Kronenberg Siblings: Archie, Isadore, Louis, and Altie
In September 1914, in Dallas, Texas, Rachel Yonack Kronenberg died during the birth of her fifth child. Her widowed husband, David, was unable to support the family and by December admitted the four eldest children to the Home in New Orleans.
Apparently lacking documentation, the Home recorded the birthdays of each of the four Polish-born Kronenberg siblings by the corresponding Jewish holiday: Altie, Shevuoth 1903; Louis, Chanukah 1904; Isadore, Pesach 1907; and Archibald, Yom Kippur 1908.
In 1917, while his children remained in the Home, David died of tuberculosis.
Rachel Yonack Kronenberg, mother of Altie, Louis, Isadore, and Archibald, died in childbirth in 1914, and was buried in Shearith Israel Memorial Park in Dallas, Texas.
Altie lived in the Home until 1920. The 17-year-old described her exasperation in a note she wrote that year to her friend, Louise, the daughter of Superintendent Leon Volmer: “My darling Louise, I do love you truly and I like your mother. But oh! Your dad! … This is the truth because everybody knows me for my frankness, and your dad would say for my badness!”
Altie returned to Dallas where she married Nathan Robinson and raised a son. She was a member of B’nai B’rith, Council of Jewish Women, Temple Emanu-El, and its sisterhood. She died unexpectedly in 1960 at age 57.
Altie Kronenberg Robinson, Dallas Morning News, July, 22, 1923 (“Recent Bride Back From Wedding Trip”).
Altie Kronenberg Robinson, Dallas Morning News, June 10, 1960.
The Kronenberg boys shared their sister’s spirited temperament, earning the moniker “nuisance” from Isidore Newman’s Headmaster Clarence C. Henson for their failing grades in deportment. In a 1920 letter, Henson advised Superintendent Leon Volmer, that Archie and Louis had broken the window of a school neighbor while “shooting slugs” instead of doing their work in the school garden. After asking Volmer for suggestions, Henson concluded his letter sternly, “One thing, however, is certain; their conduct must improve.”
After the stern warning, the Home’s records reflect that all three Kronenberg boys were active members of the Home’s Boy Scout Troop and celebrated their confirmations in the Home’s synagogue in 1922. Over the next year, Louis and Isidore were discharged to their uncle Julius Yonack in Dallas. After serving as a private first class in the Army’s Medical Detachment Unit, Louis became a salesman in a retail liquor store, and in 1950 was living with his brother Isadore’s family. Louis died in 1969 and was buried in Dallas’s Shearith Israel Memorial Park.
When Louis Kronenberg died in 1969, his brother Isadore engraved the headstone, “My Dear Brother.”

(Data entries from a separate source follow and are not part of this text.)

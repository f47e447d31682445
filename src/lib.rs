// Copyright (c) 2025, The Ruskit Authors
// MIT License
// All rights reserved.

mod otel;

pub mod amqp;
pub mod channel;
pub mod config;
pub mod connection;
pub mod consumer;
pub mod delivery;
pub mod errors;
pub mod exchange;
pub mod payload;
pub mod publisher;
pub mod queue;
pub mod transport;
// Copyright (c) 2025, The Ruskit Authors
// MIT License
// All rights reserved.

//! # Error Types for the RabbitMQ Session
//!
//! This module provides the error type shared by every session operation.
//! Broker-reported failures keep the transport's own message so that callers
//! see exactly what the broker or the client library said; this crate never
//! translates them into something else or swallows them.

use thiserror::Error;

/// Represents errors that can occur while talking to RabbitMQ through a session.
///
/// Configuration problems are detected eagerly when a session is built; every
/// other variant is produced by a broker round-trip or by the delivery wrapper.
#[derive(Error, Debug, Clone, PartialEq, Eq)]
pub enum AmqpError {
    /// Internal errors that don't fit into other categories
    #[error("internal error")]
    InternalError,

    /// The connection configuration is missing or inconsistent
    #[error("invalid rabbitmq configuration: {0}")]
    ConfigurationError(String),

    /// Error establishing or closing the connection to the RabbitMQ server
    #[error("failure to connect: {0}")]
    ConnectionError(String),

    /// Error creating or closing a channel, or the channel is gone
    #[error("failure to create a channel: {0}")]
    ChannelError(String),

    /// Error declaring an exchange with the given name
    #[error("failure to declare an exchange `{0}`: {1}")]
    DeclareExchangeError(String, String),

    /// Error declaring a queue with the given name
    #[error("failure to declare a queue `{0}`: {1}")]
    DeclareQueueError(String, String),

    /// Error binding a queue to an exchange
    #[error("failure to binding exchange `{0}` to queue `{1}`: {2}")]
    BindingExchangeToQueueError(String, String, String),

    /// Error publishing a message
    #[error("failure to publish: {0}")]
    PublishingError(String),

    /// Error configuring Quality of Service parameters
    #[error("failure to configure qos: {0}")]
    QoSDeclarationError(String),

    /// Error parsing a message payload
    #[error("failure to parse payload: {0}")]
    ParsePayloadError(String),

    /// Error acknowledging a message
    #[error("failure to ack message: {0}")]
    AckMessageError(String),

    /// Error negative-acknowledging a message
    #[error("failure to nack message: {0}")]
    NackMessageError(String),

    /// Error rejecting a message
    #[error("failure to reject message: {0}")]
    RejectMessageError(String),

    /// Error declaring a consumer
    #[error("consumer declaration error: {0}")]
    ConsumerDeclarationError(String),

    /// Error cancelling a consumer
    #[error("failure to cancel consumer: {0}")]
    CancelConsumerError(String),

    /// Error consuming a message
    #[error("failure to consume message `{0}`")]
    ConsumerError(String),

    /// The broker signalled an absent delivery, which happens when it cancels the consumer
    #[error("message expected, received null")]
    NullDeliveryError,
}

After his discharge, Isadore married the former Norma L. Hicks and raised a son and daughter in Dallas, where by the late 1940s he worked in a leather belt factory. Isadore died in 1976 and was buried next to his brother Louis.

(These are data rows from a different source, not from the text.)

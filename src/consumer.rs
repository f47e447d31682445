// Copyright (c) 2025, The Ruskit Authors
// MIT License
// All rights reserved.

//! # RabbitMQ Message Consumer
//!
//! This module runs the per-consumer loop: every inbound delivery is wrapped
//! in a [`Message`] and handed to the caller's [`MessageHandler`], one at a
//! time and in broker delivery order. Settling the message (ack, nack or
//! reject) is up to the handler.
//!
//! The loop ends when the delivery stream ends. A transport error on the
//! stream is returned unchanged from [`ConsumeHandle::join`]. If the broker
//! cancelled the consumer, the absent delivery it signals surfaces as
//! [`AmqpError::NullDeliveryError`]; there is no automatic resubscription.

use crate::{
    delivery::Message,
    errors::AmqpError,
    otel,
    transport::{BrokerChannel, DeliveryStream},
};
use async_trait::async_trait;
use futures_util::StreamExt;
use opentelemetry::{
    global::{self, BoxedSpan},
    trace::{Span, Status},
};
use std::{
    borrow::Cow,
    future::Future,
    sync::{
        atomic::{AtomicBool, Ordering},
        Arc,
    },
};
use tokio::task::JoinHandle;
use tracing::{debug, error, warn};

/// Processes messages received from a queue.
#[async_trait]
pub trait MessageHandler: Send + Sync {
    /// Handles one message. Errors are logged and recorded on the consumer
    /// span; they do not stop the consumer.
    async fn exec(&self, msg: Message) -> Result<(), AmqpError>;
}

#[async_trait]
impl<F, Fut> MessageHandler for F
where
    F: Fn(Message) -> Fut + Send + Sync,
    Fut: Future<Output = Result<(), AmqpError>> + Send + 'static,
{
    async fn exec(&self, msg: Message) -> Result<(), AmqpError> {
        (self)(msg).await
    }
}

/// Handle to a running consumer.
pub struct ConsumeHandle {
    consumer_tag: String,
    cancelled: Arc<AtomicBool>,
    task: JoinHandle<Result<(), AmqpError>>,
}

impl ConsumeHandle {
    /// The tag identifying the consumer on its channel.
    pub fn consumer_tag(&self) -> &str {
        &self.consumer_tag
    }

    pub(crate) fn mark_cancelled(&self) {
        self.cancelled.store(true, Ordering::SeqCst);
    }

    pub(crate) fn clear_cancelled(&self) {
        self.cancelled.store(false, Ordering::SeqCst);
    }

    /// Flag shared with the consume task; once set, the end of the stream is a clean stop.
    pub(crate) fn cancel_flag(&self) -> Arc<AtomicBool> {
        self.cancelled.clone()
    }

    pub fn is_finished(&self) -> bool {
        self.task.is_finished()
    }

    /// Waits for the consumer to stop.
    ///
    /// # Returns
    /// `Ok(())` once the consumer was cancelled through the session or its
    /// stream ended, the first transport error if the stream failed,
    /// `NullDeliveryError` when the broker cancelled it.
    pub async fn join(self) -> Result<(), AmqpError> {
        match self.task.await {
            Ok(result) => result,
            Err(err) => {
                error!(error = err.to_string(), "consumer task failed");
                Err(AmqpError::InternalError)
            }
        }
    }
}

/// Spawns the consume loop for one consumer.
pub(crate) fn spawn(
    queue: &str,
    consumer_tag: &str,
    channel: Arc<dyn BrokerChannel>,
    deliveries: DeliveryStream,
    handler: Arc<dyn MessageHandler>,
) -> ConsumeHandle {
    let cancelled = Arc::new(AtomicBool::new(false));

    let task = tokio::spawn(run(
        queue.to_owned(),
        channel,
        deliveries,
        handler,
        cancelled.clone(),
    ));

    ConsumeHandle {
        consumer_tag: consumer_tag.to_owned(),
        cancelled,
        task,
    }
}

async fn run(
    queue: String,
    channel: Arc<dyn BrokerChannel>,
    mut deliveries: DeliveryStream,
    handler: Arc<dyn MessageHandler>,
    cancelled: Arc<AtomicBool>,
) -> Result<(), AmqpError> {
    let tracer = global::tracer("amqp consumer");

    // lapin ends the stream after an error, so the first one is what stopped the consumer
    let mut failure: Option<AmqpError> = None;
    let mut absent = false;

    while let Some(result) = deliveries.next().await {
        match result {
            Ok(Some(delivery)) => {
                debug!(
                    queue = queue.as_str(),
                    delivery_tag = delivery.fields.delivery_tag,
                    "received message"
                );
                let (_, span) = otel::new_span(&delivery.properties, &tracer, &queue);
                let msg = Message::new(&channel, Some(delivery))?;
                dispatch(handler.as_ref(), msg, span).await;
            }
            Ok(None) => {
                absent = true;
                break;
            }
            Err(err) => {
                error!(error = err.to_string(), "errors consume msg");
                failure.get_or_insert(err);
            }
        }
    }

    if let Some(err) = failure {
        return Err(err);
    }

    if absent && !cancelled.load(Ordering::SeqCst) {
        warn!(queue = queue.as_str(), "consumer cancelled by the broker");
        return Message::new(&channel, None).map(|_| ());
    }

    debug!(queue = queue.as_str(), "consumer stopped");
    Ok(())
}

async fn dispatch(handler: &dyn MessageHandler, msg: Message, mut span: BoxedSpan) {
    match handler.exec(msg).await {
        Ok(()) => span.set_status(Status::Ok),
        Err(err) => {
            warn!(error = err.to_string(), "error whiling handling msg");
            span.record_error(&err);
            span.set_status(Status::Error {
                description: Cow::from(err.to_string()),
            });
        }
    }
    span.end();
}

Louise Volmer, the superintendent’s daughter, kept this 1922 photo of Isadore “Isie” Kronenberg in her scrapbook. Courtesy of Louise’s daughter, Liz Crosby.
Isadore Kronenberg’s headstone in Dallas’s Shearith Israel Memorial Park.

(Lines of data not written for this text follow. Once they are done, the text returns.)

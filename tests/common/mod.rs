// Copyright (c) 2025, The Ruskit Authors
// MIT License
// All rights reserved.

//! In-memory broker used by the integration tests. It routes through the
//! default exchange and through fanout, direct and topic exchanges, keeps
//! unacknowledged deliveries, ends consumer streams when their channel
//! closes and records every close call.

#![allow(dead_code)]

use async_trait::async_trait;
use futures_util::{stream, StreamExt};
use rabbitmq_session::{
    delivery::{DeliveryFields, RawDelivery},
    errors::AmqpError,
    exchange::{ExchangeInfo, ExchangeKind, ExchangeOptions},
    publisher::PublishOptions,
    queue::{QueueInfo, QueueOptions},
    transport::{BrokerChannel, BrokerConnection, Connector, DeliveryStream},
};
use std::{
    collections::{BTreeMap, HashMap, VecDeque},
    sync::{Arc, Mutex},
    time::Duration,
};
use tokio::sync::mpsc::{unbounded_channel, UnboundedSender};

type Sender = UnboundedSender<Result<Option<RawDelivery>, AmqpError>>;

#[derive(Debug, Clone, PartialEq)]
pub struct Published {
    pub exchange: String,
    pub routing_key: String,
    pub body: Vec<u8>,
    pub options: PublishOptions,
}

struct Queue {
    durable: bool,
    ready: VecDeque<RawDelivery>,
    consumers: Vec<(String, Sender)>,
}

struct Exchange {
    kind: ExchangeKind,
    bindings: Vec<(String, String)>,
}

#[derive(Default)]
struct State {
    queues: HashMap<String, Queue>,
    exchanges: HashMap<String, Exchange>,
    unacked: BTreeMap<u64, (String, RawDelivery)>,
    next_tag: u64,
    connects: usize,
    channels: usize,
    published: Vec<Published>,
    events: Vec<String>,
    prefetch: Option<u16>,
    fail_channel_close: bool,
}

impl State {
    fn route(&self, exchange: &str, routing_key: &str) -> Result<Vec<String>, AmqpError> {
        if exchange.is_empty() {
            return Ok(vec![routing_key.to_owned()]);
        }

        let Some(ex) = self.exchanges.get(exchange) else {
            return Err(AmqpError::PublishingError(format!(
                "NOT_FOUND - no exchange '{}'",
                exchange
            )));
        };

        Ok(ex
            .bindings
            .iter()
            .filter(|(_, pattern)| match ex.kind {
                ExchangeKind::Fanout => true,
                ExchangeKind::Topic => topic_matches(pattern, routing_key),
                _ => pattern == routing_key,
            })
            .map(|(queue, _)| queue.clone())
            .collect())
    }

    fn enqueue(&mut self, queue: &str, delivery: RawDelivery) {
        let Some(q) = self.queues.get_mut(queue) else {
            return;
        };
        q.ready.push_back(delivery);
        self.drain(queue);
    }

    fn drain(&mut self, queue: &str) {
        loop {
            let Some(q) = self.queues.get_mut(queue) else {
                return;
            };
            if q.consumers.is_empty() {
                return;
            }
            let Some(mut delivery) = q.ready.pop_front() else {
                return;
            };

            q.consumers.rotate_left(1);
            let (tag, tx) = match q.consumers.last() {
                Some((tag, tx)) => (tag.clone(), tx.clone()),
                None => return,
            };

            self.next_tag += 1;
            delivery.fields.delivery_tag = self.next_tag;
            delivery.fields.consumer_tag = tag;
            self.unacked
                .insert(self.next_tag, (queue.to_owned(), delivery.clone()));
            let _ = tx.send(Ok(Some(delivery)));
        }
    }

    fn settle(&mut self, tag: u64, multiple: bool) -> Result<Vec<(String, RawDelivery)>, String> {
        if multiple {
            let tags: Vec<u64> = self
                .unacked
                .keys()
                .copied()
                .filter(|t| tag == 0 || *t <= tag)
                .collect();
            return Ok(tags
                .into_iter()
                .filter_map(|t| self.unacked.remove(&t))
                .collect());
        }

        match self.unacked.remove(&tag) {
            Some(entry) => Ok(vec![entry]),
            None => Err(format!("PRECONDITION_FAILED - unknown delivery tag {}", tag)),
        }
    }

    fn requeue(&mut self, settled: Vec<(String, RawDelivery)>) {
        for (queue, mut delivery) in settled {
            delivery.fields.redelivered = true;
            self.enqueue(&queue, delivery);
        }
    }
}

/// `*` matches one word, `#` matches zero or more.
fn topic_matches(pattern: &str, key: &str) -> bool {
    fn go(pattern: &[&str], key: &[&str]) -> bool {
        match (pattern.first(), key.first()) {
            (None, None) => true,
            (Some(&"#"), _) => go(&pattern[1..], key) || (!key.is_empty() && go(pattern, &key[1..])),
            (Some(&"*"), Some(_)) => go(&pattern[1..], &key[1..]),
            (Some(p), Some(k)) if p == k => go(&pattern[1..], &key[1..]),
            _ => false,
        }
    }

    let pattern: Vec<&str> = pattern.split('.').collect();
    let key: Vec<&str> = key.split('.').collect();
    go(&pattern, &key)
}

/// Handle on the shared broker state. Clones observe the same broker.
#[derive(Clone, Default)]
pub struct MemoryBroker {
    state: Arc<Mutex<State>>,
}

impl MemoryBroker {
    pub fn new() -> MemoryBroker {
        MemoryBroker::default()
    }

    pub fn connector(&self) -> Arc<dyn Connector> {
        Arc::new(self.clone())
    }

    fn state(&self) -> std::sync::MutexGuard<'_, State> {
        self.state.lock().unwrap_or_else(|p| p.into_inner())
    }

    pub fn connects(&self) -> usize {
        self.state().connects
    }

    pub fn channels(&self) -> usize {
        self.state().channels
    }

    pub fn published(&self) -> Vec<Published> {
        self.state().published.clone()
    }

    pub fn events(&self) -> Vec<String> {
        self.state().events.clone()
    }

    pub fn prefetch(&self) -> Option<u16> {
        self.state().prefetch
    }

    pub fn ready(&self, queue: &str) -> usize {
        self.state().queues.get(queue).map_or(0, |q| q.ready.len())
    }

    pub fn unacked(&self) -> usize {
        self.state().unacked.len()
    }

    pub fn fail_channel_close(&self) {
        self.state().fail_channel_close = true;
    }

    /// Cancels every consumer of `queue` from the broker side.
    pub fn cancel_consumers(&self, queue: &str) {
        let mut state = self.state();
        if let Some(q) = state.queues.get_mut(queue) {
            for (_, tx) in q.consumers.drain(..) {
                let _ = tx.send(Ok(None));
            }
        }
    }
}

#[async_trait]
impl Connector for MemoryBroker {
    async fn connect(&self, _uri: &str) -> Result<Arc<dyn BrokerConnection>, AmqpError> {
        self.state().connects += 1;
        Ok(Arc::new(MemoryConnection {
            broker: self.clone(),
        }))
    }
}

struct MemoryConnection {
    broker: MemoryBroker,
}

#[async_trait]
impl BrokerConnection for MemoryConnection {
    async fn create_channel(&self) -> Result<Arc<dyn BrokerChannel>, AmqpError> {
        self.broker.state().channels += 1;
        Ok(Arc::new(MemoryChannel {
            broker: self.broker.clone(),
            open: Mutex::new(true),
            consumer_tags: Mutex::new(Vec::new()),
        }))
    }

    async fn close(&self) -> Result<(), AmqpError> {
        self.broker.state().events.push("connection.close".to_owned());
        Ok(())
    }
}

struct MemoryChannel {
    broker: MemoryBroker,
    open: Mutex<bool>,
    consumer_tags: Mutex<Vec<String>>,
}

impl MemoryChannel {
    fn ensure_open(&self) -> Result<(), AmqpError> {
        if *self.open.lock().unwrap_or_else(|p| p.into_inner()) {
            Ok(())
        } else {
            Err(AmqpError::ChannelError("channel closed".to_owned()))
        }
    }
}

#[async_trait]
impl BrokerChannel for MemoryChannel {
    async fn queue_declare(
        &self,
        name: &str,
        options: &QueueOptions,
    ) -> Result<QueueInfo, AmqpError> {
        self.ensure_open()?;
        let mut state = self.broker.state();

        let queue = state.queues.entry(name.to_owned()).or_insert_with(|| Queue {
            durable: options.is_durable(),
            ready: VecDeque::new(),
            consumers: Vec::new(),
        });

        if queue.durable != options.is_durable() {
            return Err(AmqpError::DeclareQueueError(
                name.to_owned(),
                "PRECONDITION_FAILED - inequivalent arg 'durable'".to_owned(),
            ));
        }

        Ok(QueueInfo {
            queue: name.to_owned(),
            message_count: queue.ready.len() as u32,
            consumer_count: queue.consumers.len() as u32,
        })
    }

    async fn exchange_declare(
        &self,
        name: &str,
        kind: &ExchangeKind,
        _options: &ExchangeOptions,
    ) -> Result<ExchangeInfo, AmqpError> {
        self.ensure_open()?;
        let mut state = self.broker.state();

        let exchange = state
            .exchanges
            .entry(name.to_owned())
            .or_insert_with(|| Exchange {
                kind: kind.clone(),
                bindings: Vec::new(),
            });

        if exchange.kind != *kind {
            return Err(AmqpError::DeclareExchangeError(
                name.to_owned(),
                "PRECONDITION_FAILED - inequivalent arg 'type'".to_owned(),
            ));
        }

        Ok(ExchangeInfo {
            exchange: name.to_owned(),
        })
    }

    async fn queue_bind(
        &self,
        queue: &str,
        exchange: &str,
        pattern: &str,
    ) -> Result<(), AmqpError> {
        self.ensure_open()?;
        let mut state = self.broker.state();

        if !state.queues.contains_key(queue) {
            return Err(AmqpError::BindingExchangeToQueueError(
                exchange.to_owned(),
                queue.to_owned(),
                format!("NOT_FOUND - no queue '{}'", queue),
            ));
        }

        match state.exchanges.get_mut(exchange) {
            Some(ex) => {
                ex.bindings.push((queue.to_owned(), pattern.to_owned()));
                Ok(())
            }
            None => Err(AmqpError::BindingExchangeToQueueError(
                exchange.to_owned(),
                queue.to_owned(),
                format!("NOT_FOUND - no exchange '{}'", exchange),
            )),
        }
    }

    async fn publish(
        &self,
        exchange: &str,
        routing_key: &str,
        payload: &[u8],
        options: &PublishOptions,
    ) -> Result<bool, AmqpError> {
        self.ensure_open()?;
        let mut state = self.broker.state();

        let targets = state.route(exchange, routing_key)?;
        state.published.push(Published {
            exchange: exchange.to_owned(),
            routing_key: routing_key.to_owned(),
            body: payload.to_vec(),
            options: options.clone(),
        });

        for queue in targets {
            let delivery = RawDelivery {
                fields: DeliveryFields {
                    exchange: exchange.to_owned(),
                    routing_key: routing_key.to_owned(),
                    ..DeliveryFields::default()
                },
                properties: options.properties(),
                content: payload.to_vec(),
            };
            state.enqueue(&queue, delivery);
        }

        Ok(true)
    }

    async fn ack(&self, delivery_tag: u64, multiple: bool) -> Result<(), AmqpError> {
        self.ensure_open()?;
        self.broker
            .state()
            .settle(delivery_tag, multiple)
            .map(|_| ())
            .map_err(AmqpError::AckMessageError)
    }

    async fn nack(&self, delivery_tag: u64, multiple: bool, requeue: bool) -> Result<(), AmqpError> {
        self.ensure_open()?;
        let mut state = self.broker.state();

        let settled = state
            .settle(delivery_tag, multiple)
            .map_err(AmqpError::NackMessageError)?;
        if requeue {
            state.requeue(settled);
        }
        Ok(())
    }

    async fn reject(&self, delivery_tag: u64, requeue: bool) -> Result<(), AmqpError> {
        self.ensure_open()?;
        let mut state = self.broker.state();

        let settled = state
            .settle(delivery_tag, false)
            .map_err(AmqpError::RejectMessageError)?;
        if requeue {
            state.requeue(settled);
        }
        Ok(())
    }

    async fn qos(&self, prefetch_count: u16) -> Result<(), AmqpError> {
        self.ensure_open()?;
        self.broker.state().prefetch = Some(prefetch_count);
        Ok(())
    }

    async fn consume(&self, queue: &str, consumer_tag: &str) -> Result<DeliveryStream, AmqpError> {
        self.ensure_open()?;
        let mut state = self.broker.state();

        let (tx, rx) = unbounded_channel();
        match state.queues.get_mut(queue) {
            Some(q) => q.consumers.push((consumer_tag.to_owned(), tx)),
            None => {
                return Err(AmqpError::ConsumerDeclarationError(format!(
                    "NOT_FOUND - no queue '{}'",
                    queue
                )))
            }
        }
        state.drain(queue);
        self.consumer_tags
            .lock()
            .unwrap_or_else(|p| p.into_inner())
            .push(consumer_tag.to_owned());

        Ok(stream::unfold(rx, |mut rx| async move {
            rx.recv().await.map(|item| (item, rx))
        })
        .boxed())
    }

    async fn cancel(&self, consumer_tag: &str) -> Result<(), AmqpError> {
        self.ensure_open()?;
        let mut state = self.broker.state();

        for q in state.queues.values_mut() {
            if let Some(pos) = q.consumers.iter().position(|(tag, _)| tag == consumer_tag) {
                let (_, tx) = q.consumers.remove(pos);
                let _ = tx.send(Ok(None));
                return Ok(());
            }
        }

        Err(AmqpError::CancelConsumerError(format!(
            "unknown consumer tag {}",
            consumer_tag
        )))
    }

    async fn close(&self) -> Result<(), AmqpError> {
        let mut state = self.broker.state();
        state.events.push("channel.close".to_owned());

        // a closed channel ends the streams of all its consumers
        let tags: Vec<String> = self
            .consumer_tags
            .lock()
            .unwrap_or_else(|p| p.into_inner())
            .drain(..)
            .collect();
        for q in state.queues.values_mut() {
            q.consumers.retain(|(tag, tx)| {
                if tags.contains(tag) {
                    let _ = tx.send(Ok(None));
                    false
                } else {
                    true
                }
            });
        }

        if state.fail_channel_close {
            return Err(AmqpError::ChannelError("channel close failed".to_owned()));
        }

        *self.open.lock().unwrap_or_else(|p| p.into_inner()) = false;
        Ok(())
    }
}

/// Polls `check` until it holds or a second has passed.
pub async fn eventually(check: impl Fn() -> bool) -> bool {
    for _ in 0..100 {
        if check() {
            return true;
        }
        tokio::time::sleep(Duration::from_millis(10)).await;
    }
    check()
}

Archie, the youngest Kronenberg, lived in the Home until 1925, when he graduated from Isidore Newman School, where he won a gold medal from the Underwood Typewriter Company for his typewriting speed (63 net words per minute). A talented athlete, Archie played on Newman’s basketball, baseball, and track teams, but most often made news for his prowess on the football field for his high school and later at today’s Baylor University in Dallas.
In October 1932, Archie, who had taken the last name Kroney, returned to New Orleans with the Baylor Bears to play Loyola University’s Wolves. The press welcomed the “former New Orleans prep football star” who was now also “the ace performer of the Baylor Bears…. Weighing 175 pounds and said to pack plenty of power, as well as speed, critics in the Southwest conference have hailed him as potential all-star material.”
In 1934, with undergraduate and law degrees from Baylor, Archie joined the legal department of the Lone Star Gas Company (today a division of TXU), later becoming its assistant general counsel. He held the position until he died in 1963, while undergoing heart surgery in Houston. He was survived by his wife, the former Martha Harper, and by a son and daughter.
Archie Kronenberg, c. 1920, likely at Bay St. Louis, MS, from the photo album of Home alumna Annie Schneider Pilsk.
Archie Kronenberg, wearing his Isidore Newman Manual Training School basketball jersey, Newman Pioneer, 1925.
A.D. Kroney, “Executive of Firm, Dies,” Dallas Morning News. Sept. 10, 1963.